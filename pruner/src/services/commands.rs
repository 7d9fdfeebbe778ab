use crate::config::EnvDir;
use crate::errors::CommandError;
use async_trait::async_trait;
use std::process::Stdio;
use tokio::process::Command as AsyncCommand;
use tracing::{debug, warn};

#[derive(Debug, Clone, Default, PartialEq, Eq)]
pub struct CommandOutput {
    pub stdout: String,
    pub stderr: String,
}

/// Runs an external program to completion, capturing its output.
/// A non-zero exit is reported as an error.
#[async_trait]
pub trait CommandRunner: Send + Sync {
    async fn run(&self, program: &str, args: &[String]) -> Result<CommandOutput, CommandError>;
}

/// Spawns real processes. The envdir is re-read before every spawn and its
/// variables are passed to the child explicitly.
#[derive(Debug, Clone, Default)]
pub struct TokioCommandRunner {
    envdir: Option<EnvDir>,
}

impl TokioCommandRunner {
    pub fn new(envdir: Option<EnvDir>) -> Self {
        Self { envdir }
    }
}

#[async_trait]
impl CommandRunner for TokioCommandRunner {
    async fn run(&self, program: &str, args: &[String]) -> Result<CommandOutput, CommandError> {
        let vars = match &self.envdir {
            Some(envdir) => envdir.refresh().await.unwrap_or_else(|e| {
                warn!("Could not refresh envdir before running {}: {}", program, e);
                Default::default()
            }),
            None => Default::default(),
        };

        debug!("Executing {} {}", program, args.join(" "));

        // No kill_on_drop: an attempt that has started is always allowed to finish
        let output = AsyncCommand::new(program)
            .args(args)
            .envs(&vars)
            .stdin(Stdio::null())
            .output()
            .await
            .map_err(|e| CommandError::SpawnFailed {
                program: program.to_string(),
                reason: e.to_string(),
            })?;

        let stdout = String::from_utf8_lossy(&output.stdout).to_string();
        let stderr = String::from_utf8_lossy(&output.stderr).to_string();

        if output.status.success() {
            Ok(CommandOutput { stdout, stderr })
        } else {
            Err(CommandError::NonZeroExit {
                program: program.to_string(),
                code: output.status.code(),
                stdout,
                stderr,
            })
        }
    }
}
//! This module provides reusable test utilities:
//! - A scripted database probe (readiness and role answers)
//! - A recording command runner standing in for WAL-G
//! - Cycle settings tuned for paused-clock tests
//! - A log capture for asserting on emitted log lines

// Allow unused code in test fixtures - not every test binary uses every helper
#![allow(dead_code)]
#![allow(unused_imports)]

pub mod log_capture;
pub mod recording_runner;
pub mod scripted_probe;
pub mod test_settings;

pub use log_capture::LogCapture;
pub use recording_runner::{Invocation, RecordingRunner};
pub use scripted_probe::ScriptedProbe;
pub use test_settings::*;
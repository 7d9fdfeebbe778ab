//! Database probe with scripted answers

use async_trait::async_trait;
use std::collections::VecDeque;
use std::sync::atomic::{AtomicUsize, Ordering};
use std::sync::Mutex;
use walg_pruner::errors::DatabaseError;
use walg_pruner::{DatabaseProbe, Shutdown};

/// Answers pings and role checks from queues. Once a queue is drained the
/// matching fallback answer is repeated forever.
pub struct ScriptedProbe {
    pings: Mutex<VecDeque<bool>>,
    roles: Mutex<VecDeque<Result<bool, String>>>,
    ping_fallback: bool,
    role_fallback: Result<bool, String>,
    ping_calls: AtomicUsize,
    role_calls: AtomicUsize,
    shutdown_after_role_checks: Option<(usize, Shutdown)>,
    shutdown_after_pings: Option<(usize, Shutdown)>,
}

impl ScriptedProbe {
    /// Reachable immediately and always the primary.
    pub fn primary() -> Self {
        Self::with_role(Ok(true))
    }

    /// Reachable immediately and always a replica.
    pub fn replica() -> Self {
        Self::with_role(Ok(false))
    }

    pub fn with_role(role: Result<bool, String>) -> Self {
        Self {
            pings: Mutex::new(VecDeque::new()),
            roles: Mutex::new(VecDeque::new()),
            ping_fallback: true,
            role_fallback: role,
            ping_calls: AtomicUsize::new(0),
            role_calls: AtomicUsize::new(0),
            shutdown_after_role_checks: None,
            shutdown_after_pings: None,
        }
    }

    /// The first `failures` pings fail, later ones succeed.
    pub fn failing_pings(mut self, failures: usize) -> Self {
        self.pings = Mutex::new(std::iter::repeat(false).take(failures).collect());
        self
    }

    /// Every ping fails.
    pub fn never_ready(mut self) -> Self {
        self.ping_fallback = false;
        self
    }

    pub fn role_sequence(self, roles: Vec<Result<bool, String>>) -> Self {
        *self.roles.lock().unwrap() = roles.into();
        self
    }

    /// Triggers `shutdown` from inside the n-th role check.
    pub fn shutdown_after_role_checks(mut self, n: usize, shutdown: Shutdown) -> Self {
        self.shutdown_after_role_checks = Some((n, shutdown));
        self
    }

    /// Triggers `shutdown` from inside the n-th ping.
    pub fn shutdown_after_pings(mut self, n: usize, shutdown: Shutdown) -> Self {
        self.shutdown_after_pings = Some((n, shutdown));
        self
    }

    pub fn ping_calls(&self) -> usize {
        self.ping_calls.load(Ordering::SeqCst)
    }

    pub fn role_calls(&self) -> usize {
        self.role_calls.load(Ordering::SeqCst)
    }
}

#[async_trait]
impl DatabaseProbe for ScriptedProbe {
    async fn ping(&self) -> Result<(), DatabaseError> {
        let call = self.ping_calls.fetch_add(1, Ordering::SeqCst) + 1;
        if let Some((n, shutdown)) = &self.shutdown_after_pings {
            if call >= *n {
                shutdown.trigger();
            }
        }

        let ok = self
            .pings
            .lock()
            .unwrap()
            .pop_front()
            .unwrap_or(self.ping_fallback);

        if ok {
            Ok(())
        } else {
            Err(DatabaseError::ConnectionFailed {
                host: "localhost:5432/postgres".to_string(),
                reason: "connection refused".to_string(),
            })
        }
    }

    async fn is_primary(&self) -> Result<bool, DatabaseError> {
        let call = self.role_calls.fetch_add(1, Ordering::SeqCst) + 1;
        if let Some((n, shutdown)) = &self.shutdown_after_role_checks {
            if call >= *n {
                shutdown.trigger();
            }
        }

        let answer = self
            .roles
            .lock()
            .unwrap()
            .pop_front()
            .unwrap_or_else(|| self.role_fallback.clone());

        answer.map_err(|reason| DatabaseError::QueryFailed {
            query: "SELECT NOT pg_is_in_recovery()".to_string(),
            reason,
        })
    }
}
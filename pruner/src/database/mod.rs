//! Database layer for the pruner.
//!
//! The daemon only ever asks PostgreSQL two questions: "are you answering?"
//! and "are you the primary?". Both go through [`DatabaseProbe`] so that the
//! prune loop can be exercised without a server.
//!
//! - `postgres` - per-check connections against a real server

mod postgres;

pub use postgres::PostgresProbe;

use crate::constants::defaults;
use crate::errors::{ConfigError, DatabaseError};
use async_trait::async_trait;
use sqlx::postgres::{PgConnectOptions, PgSslMode};
use std::fmt;
use std::str::FromStr;

#[async_trait]
pub trait DatabaseProbe: Send + Sync {
    /// Runs a trivial query on a fresh connection.
    async fn ping(&self) -> Result<(), DatabaseError>;

    /// Whether the instance is out of recovery, i.e. accepts writes.
    async fn is_primary(&self) -> Result<bool, DatabaseError>;
}

/// Connection parameters given explicitly on the command line. Anything left
/// unset is resolved from `PG*` environment variables when connecting.
#[derive(Clone, Default)]
pub struct DatabaseSettings {
    pub host: Option<String>,
    pub port: Option<u16>,
    pub user: Option<String>,
    pub password: Option<String>,
    pub database: Option<String>,
    pub sslmode: Option<String>,
}

/// Fully resolved parameters for one connection attempt.
#[derive(Clone)]
pub struct ConnectionParams {
    pub host: String,
    pub port: u16,
    pub user: String,
    pub password: Option<String>,
    pub database: String,
    pub ssl_mode: PgSslMode,
}

impl DatabaseSettings {
    pub fn resolve_from_env(&self) -> Result<ConnectionParams, ConfigError> {
        self.resolve(|key| std::env::var(key).ok())
    }

    pub fn resolve<F>(&self, lookup: F) -> Result<ConnectionParams, ConfigError>
    where
        F: Fn(&str) -> Option<String>,
    {
        let pick = |explicit: &Option<String>, key: &str, default: &str| {
            explicit
                .clone()
                .or_else(|| lookup(key).filter(|v| !v.is_empty()))
                .unwrap_or_else(|| default.to_string())
        };

        let port = match self.port {
            Some(port) => port,
            None => match lookup("PGPORT").filter(|v| !v.is_empty()) {
                Some(raw) => raw.trim().parse().map_err(|_| ConfigError::InvalidValue {
                    field: "PGPORT".to_string(),
                    reason: format!("'{}' is not a valid port", raw),
                })?,
                None => defaults::PG_PORT,
            },
        };

        let password = self
            .password
            .clone()
            .or_else(|| lookup("PGPASSWORD").filter(|v| !v.is_empty()));

        let ssl_mode = parse_ssl_mode(&pick(&self.sslmode, "PGSSLMODE", defaults::PG_SSLMODE))?;

        Ok(ConnectionParams {
            host: pick(&self.host, "PGHOST", defaults::PG_HOST),
            port,
            user: pick(&self.user, "PGUSER", defaults::PG_USER),
            password,
            database: pick(&self.database, "PGDATABASE", defaults::PG_DATABASE),
            ssl_mode,
        })
    }
}

impl ConnectionParams {
    pub fn connect_options(&self) -> PgConnectOptions {
        let options = PgConnectOptions::new()
            .host(&self.host)
            .port(self.port)
            .username(&self.user)
            .database(&self.database)
            .ssl_mode(self.ssl_mode)
            .application_name("walg-pruner");

        match &self.password {
            Some(password) => options.password(password),
            None => options,
        }
    }

    pub fn endpoint(&self) -> String {
        format!("{}:{}/{}", self.host, self.port, self.database)
    }
}

pub fn parse_ssl_mode(value: &str) -> Result<PgSslMode, ConfigError> {
    PgSslMode::from_str(value.trim()).map_err(|_| ConfigError::InvalidValue {
        field: "pg-sslmode".to_string(),
        reason: format!(
            "'{}' is not one of disable, allow, prefer, require, verify-ca, verify-full",
            value
        ),
    })
}

impl fmt::Debug for DatabaseSettings {
    fn fmt(&self, f: &mut fmt::Formatter<'_>) -> fmt::Result {
        f.debug_struct("DatabaseSettings")
            .field("host", &self.host)
            .field("port", &self.port)
            .field("user", &self.user)
            .field("password", &self.password.as_ref().map(|_| "<redacted>"))
            .field("database", &self.database)
            .field("sslmode", &self.sslmode)
            .finish()
    }
}

impl fmt::Debug for ConnectionParams {
    fn fmt(&self, f: &mut fmt::Formatter<'_>) -> fmt::Result {
        f.debug_struct("ConnectionParams")
            .field("host", &self.host)
            .field("port", &self.port)
            .field("user", &self.user)
            .field("password", &self.password.as_ref().map(|_| "<redacted>"))
            .field("database", &self.database)
            .field("ssl_mode", &self.ssl_mode)
            .finish()
    }
}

------------

Your objective
Could you find every line in the records above that contains the word "inside" and copy it?

Answer to the problem
    /// Triggers `shutdown` from inside the n-th role check.
    /// Triggers `shutdown` from inside the n-th ping.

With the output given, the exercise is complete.